Während diese drei sich also richtig austoben in ihren Rollen, sind Charaktermime John Malkovich und Tilda Swinton sichtlich unterfordert. Allein die Fliege lässt Osbourne Cox schon fehl am Platz wirken, und dann wankt die Figur auch noch zwischen absolutem Versager und hartem Agenten. Da hätte ich ehrlich gesagt mehr erwartet. Die Rolle der harten Ehefrau neben Osbourne lässt dagegen Tilda Swinton keine Spielräume - sie hat zu wenige Auftritte und versucht gar nicht erst, ihre Rolle so ins Extreme zu steigern wie ihre Filmpartner.
Was Burn after reading bei all dem Witz und den kunstvoll ineinander verwobenen Details fehlt ist ein klassischer Spannungsbogen. Es gibt keine sich steigernde Handlung, sondern zwei eher überraschende Höhepunkte, bei denen der ansonsten keine weiteren Auftritte habende Chef der CIA (großartig: J.K. Simmons) die teilweise beobachteten, teilweise dem Zuschauer vorenthaltene Ereignisse auf eine sehr makabre Art und Weise zusammenfasst. Nach dem Zweiten dieser Höhepunkte ist der 84 Minuten kurze Film dann plötzlich zu Ende. Ohne Vorwarnung, und ohne alle Handlungsfäden aufgelöst zu haben.

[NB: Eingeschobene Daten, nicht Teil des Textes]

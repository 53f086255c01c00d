pub mod aggregate;
pub mod ingest;
pub mod serve;

pub use aggregate::handle_aggregate;
pub use ingest::handle_ingest;
pub use serve::handle_serve;
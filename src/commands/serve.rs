use anyhow::Result;

use flightboard::web::{self, PgPool};

/// Run the read-only query layer for the dashboard.
pub async fn handle_serve(pool: PgPool, listen: &str) -> Result<()> {
    web::serve(pool, listen).await
}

Fazit: Die Coens haben mit Burn after reading einen sehr witzigen Film gedreht (und endlich wieder selber geschrieben), der gekonnt mit Versatzstücken aus den Agententhrillern des Kalten Krieges spielt. Doch leider fehlt der Handlung ein roter Faden - die extreme Überzeichnung der Figuren und die sich in den Rollen austobenden Stars können den Film nicht vollständig tragen. Nach Ein (un)möglicher Härtefall und Ladykillers geht es jedoch eindeutig aufwärts mit den Komödien der Coen-Brüder.